On its face, the State Department practice of hiding gender and diversity statistics appears to be a violation of Executive Order 13583 of August 2011, sections 2 and 3 which require federal agencies to record and report the number.  Indeed, if the State Department deems itself exempt from reporting requirements under EO 13583, it is unlikely to  heed the recent words of OPM Acting Director Beth Cobert highlighting unconscious bias as a significant problem in federal hiring and promotion.

Time to Fix it Because it Won’t Fix Itself

It is clear that the Department of State has proven incapable in addressing gender and racial inequality in the Foreign Service.  The problem resides with a sclerotic management cadre that believes that there is nothing wrong with the old way of conducting business.  It’s gotten away with it for years so why should it change now?

As a part of this, State’s offices that are tasked with handling EEO matters have failed to achieve acceptable progress.  In particular, the Office of Civil Rights (S/OCR) has done little, if anything, to identify barriers to advancement in the system for women and minorities.  It has also failed to adopt best EEO practices.

In 2006 an OIG inspection report found, inter alia, that the S/OCR has been ineffective in ensuring that Equal Employment Opportunity (EEO) and diversity concerns are properly integrated into the Office of the Secretary’s Bureau Performance Plan (BPP) and the Department’s strategic and performance planning process.

Instead, S/OCR’s outreach unit focuses an inordinate amount of its limited resources on commemorative events rather than devoting its attention to mandated programs for Hispanic, disabled persons and women or to the identification and analysis of EEO barriers.  (OIG Report No. ISP-I-06-41, June 2006 Inspection of the Office of Civil Rights.)

We have been advised that little has changed in the decade since this report was published.

Outside Pressure and Outside Eyes Will be Needed to Fix This

Clearly, it is way past time for change.  Given the decades long inability of State Department officials to manage this issue – and years of inattention by political appointees — outside eyes and outside pressure will be necessary to institute meaningful reforms.

This will require action by both Congress, other parts of the executive branch and a State Department that is willing to change its way of doing business.

Here are Some Suggestions as to What Needs to Happen:

1)  The Department must make current and past Foreign Service gender and race statistics publicly available as required by law.  Problems cannot be identified and fixed without full transparency.

2)  Staff from the EEOC and OPM should be brought in to help S/OCR do its job since it’s demonstrated for years that it cannot do it itself: i.e. identify systemic and policy failings across the agency.  The findings should be compiled into a report and made public.

 3)  A panel should be created to formulate reform measures.  This panel could include the same staff detailed from the EEOC and OPM, plus advisors from the private sector.  Their recommendations and a timetable for their implementation should be published and reported to Congress.

4)  Congress should institute aggressive oversight measures, including regular open hearings and briefings to expedite compliance.

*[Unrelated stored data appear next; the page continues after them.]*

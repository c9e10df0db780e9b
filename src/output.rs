use colored::Colorize;

use crate::inspect::{InspectionReport, Problem, Severity};

/// Output format for results
#[derive(Debug, Clone, Copy, Default)]
pub enum OutputFormat {
    #[default]
    Text,
    Json,
    Yaml
}

/// Output options
#[derive(Debug, Clone)]
pub struct OutputOptions {
    pub format:  OutputFormat,
    pub colored: bool,
    pub verbose: bool
}

impl Default for OutputOptions {
    fn default() -> Self {
        Self {
            format:  OutputFormat::Text,
            colored: true,
            verbose: false
        }
    }
}

/// Format an inspection report based on output options
pub fn format_report(report: &InspectionReport, opts: &OutputOptions) -> String {
    match opts.format {
        OutputFormat::Json => serde_json::to_string_pretty(report).unwrap_or_default(),
        OutputFormat::Yaml => serde_yaml::to_string(report).unwrap_or_default(),
        OutputFormat::Text => format_text_report(report, opts)
    }
}

fn format_text_report(report: &InspectionReport, opts: &OutputOptions) -> String {
    let mut out = String::new();

    if report.problems.is_empty() {
        let message = format!(
            "No problems found in {} file(s).\n",
            report.files_count
        );
        if opts.colored {
            out.push_str(&message.green().to_string());
        } else {
            out.push_str(&message);
        }
        return out;
    }

    let mut current_file: Option<&str> = None;
    for problem in &report.problems {
        if current_file != Some(problem.file.as_str()) {
            if current_file.is_some() {
                out.push('\n');
            }
            let header = format!("{}:", problem.file);
            if opts.colored {
                out.push_str(&header.cyan().bold().to_string());
            } else {
                out.push_str(&header);
            }
            out.push('\n');
            current_file = Some(problem.file.as_str());
        }
        out.push_str(&format_problem_line(problem, opts));
        if opts.verbose {
            for fix in &problem.fixes {
                out.push_str(&format!("      fix: {}\n", fix.label));
            }
        }
    }

    out.push('\n');
    out.push_str(&format!(
        "{} problem(s) in {} file(s): {} error(s), {} warning(s), {} info\n",
        report.problems.len(),
        report.files_count,
        report.error_count(),
        report.warning_count(),
        report.info_count()
    ));
    out
}

fn format_problem_line(problem: &Problem, opts: &OutputOptions) -> String {
    let tag = format!("[{}]", problem.severity);
    let tag = if opts.colored {
        match problem.severity {
            Severity::Error => tag.red().bold().to_string(),
            Severity::Warning => tag.yellow().to_string(),
            Severity::Info => tag.blue().to_string()
        }
    } else {
        tag
    };
    // Multi-line messages (unbound placeholder lists) get their
    // continuation lines indented under the tag.
    let message = problem.message.replace('\n', "\n      ");
    format!("  {} {} {}\n", tag, problem.check_id, message)
}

5)  Congress should create a position inside State to track EEO complaints and implementation of reforms.  The person occupying this position should always be selected from outside State and have a dual-reporting chain to the Secretary and to Congress.

6) Exit interviews of women and minorities who are leaving the Department should be mandated and conducted under OPM auspices to ascertain the reasons for early departures.  The results from these interviews need to be included in the development of reform measures recommended in paragraph 3 above.

This is not an exhaustive list, but nothing will change until State is stopped from continuing along the same fruitless path that it has been following for decades.